Nicholas Wolf and Vicky Steeves, NYU Data Services
Vicky's ORCID: 0000-0003-4298-168X | Nick's ORCID: 0000-0001-5512-6151
This work is licensed under a Creative Commons Attribution-NonCommercial 4.0 International License.
This session is an intermediate-to-advanced level class that offers some ideas for how to approach the following common data wrangling needs in research:
Project Environment
Download the notebook available at https://goo.gl/Pnm7Dx and open it in Jupyter Notebook. Alternatively, you can clone the course materials using
git clone https://github.com/NYU-DataServices/DataHarvesting-Python.git
State of New York Socrata API Account
To work with this session's data, you'll need to create an API account with the state of New York's data service. Visit data.ny.gov and click on signup to create an account.
If not using our JupyterHub cloud environment, you'll need to install sodapy
This is a wrapper for interfacing with the Socrata data platform's API.
Run
pip install sodapy
or
easy_install sodapy
Google Sheets API
To demonstrate how to work with oauth API interfaces, we'll do some sandbox work using Google Sheets API as a proof of concept. For this, you'll need a Google Drive account such as the one associated with your NYU email address.
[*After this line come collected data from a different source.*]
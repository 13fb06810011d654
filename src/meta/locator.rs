//! Storage locator URIs
//!
//! Locators have the form `scheme://host/path`. Supported schemes are
//! `file`, `s3`, `gs`, `abfs` and `http`; a path without a scheme refers to
//! the local filesystem.

use crate::{NebulaError, Result};
use std::path::PathBuf;

#[derive(Debug, Clone, Copy, PartialEq, Eq)]
pub enum Scheme {
    Local,
    S3,
    Gs,
    Abfs,
    Http,
}

#[derive(Debug, Clone, PartialEq, Eq)]
pub struct Locator {
    pub scheme: Scheme,
    /// Bucket or host; empty for local paths
    pub host: String,
    pub path: String,
}

impl Locator {
    pub fn parse(uri: &str) -> Result<Locator> {
        let Some((scheme, rest)) = uri.split_once("://") else {
            // absent scheme defaults to the local filesystem
            return Ok(Locator {
                scheme: Scheme::Local,
                host: String::new(),
                path: uri.to_string(),
            });
        };
        let scheme = match scheme.to_ascii_lowercase().as_str() {
            "file" => Scheme::Local,
            "s3" => Scheme::S3,
            "gs" => Scheme::Gs,
            "abfs" => Scheme::Abfs,
            "http" => Scheme::Http,
            other => {
                return Err(NebulaError::Config(format!(
                    "unsupported locator scheme '{}'",
                    other
                )))
            }
        };
        let (host, path) = match rest.split_once('/') {
            Some((host, path)) => (host.to_string(), format!("/{}", path)),
            None => (rest.to_string(), String::new()),
        };
        Ok(Locator { scheme, host, path })
    }

    pub fn is_local(&self) -> bool {
        self.scheme == Scheme::Local
    }
}

/// Resolve a locator to a local filesystem path; non-local schemes are not
/// mounted in the core.
pub fn local_path(uri: &str) -> Result<PathBuf> {
    let locator = Locator::parse(uri)?;
    if !locator.is_local() {
        return Err(NebulaError::Config(format!(
            "locator '{}' is not on the local filesystem",
            uri
        )));
    }
    if locator.host.is_empty() {
        Ok(PathBuf::from(locator.path))
    } else {
        // "file://host/path" keeps the host as the first path component
        Ok(PathBuf::from(format!("{}{}", locator.host, locator.path)))
    }
}

#[cfg(test)]
mod tests {
    use super::*;

    #[test]
    fn test_parse_schemes() {
        let l = Locator::parse("s3://bucket/a/b").unwrap();
        assert_eq!(l.scheme, Scheme::S3);
        assert_eq!(l.host, "bucket");
        assert_eq!(l.path, "/a/b");

        let l = Locator::parse("file:///data/part.json").unwrap();
        assert!(l.is_local());
        assert_eq!(l.path, "/data/part.json");

        let l = Locator::parse("/plain/path").unwrap();
        assert!(l.is_local());
        assert_eq!(l.path, "/plain/path");

        assert!(Locator::parse("ftp://x/y").is_err());
    }

    #[test]
    fn test_local_path() {
        assert_eq!(
            local_path("file:///data/p.json").unwrap(),
            PathBuf::from("/data/p.json")
        );
        assert_eq!(local_path("rel/p.json").unwrap(), PathBuf::from("rel/p.json"));
        assert!(local_path("s3://b/p.json").is_err());
    }
}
If not using our JupyterHub cloud environment, you'll need a set of API libraries provided by Google:
pip install --upgrade google-api-python-client google-auth-httplib2 google-auth-oauthlib
It is not unusual to find open data served directly on the web, without requiring any tokens or authorizations. Although it is not often the practice to provide very large resources via such an entrypoint because of the burden it places on data servers, smaller datasets are frequently available. When it comes to such non-API generated data it is generally easier to work with services that serve the data directly in its native file format, rather than wrapping it in HTML. The latter requires you to parse first the HTML or interpret the HTTP response.
As an example, take the motor vehicle accident report data found here. One thousand records from this 1.65 million-record dataset can be accessed directly at https://data.ny.gov/resource/xe9x-a24f.json (FYI Firefox has a nice JSON viewer built in when you encounter .json hosted files on the web.)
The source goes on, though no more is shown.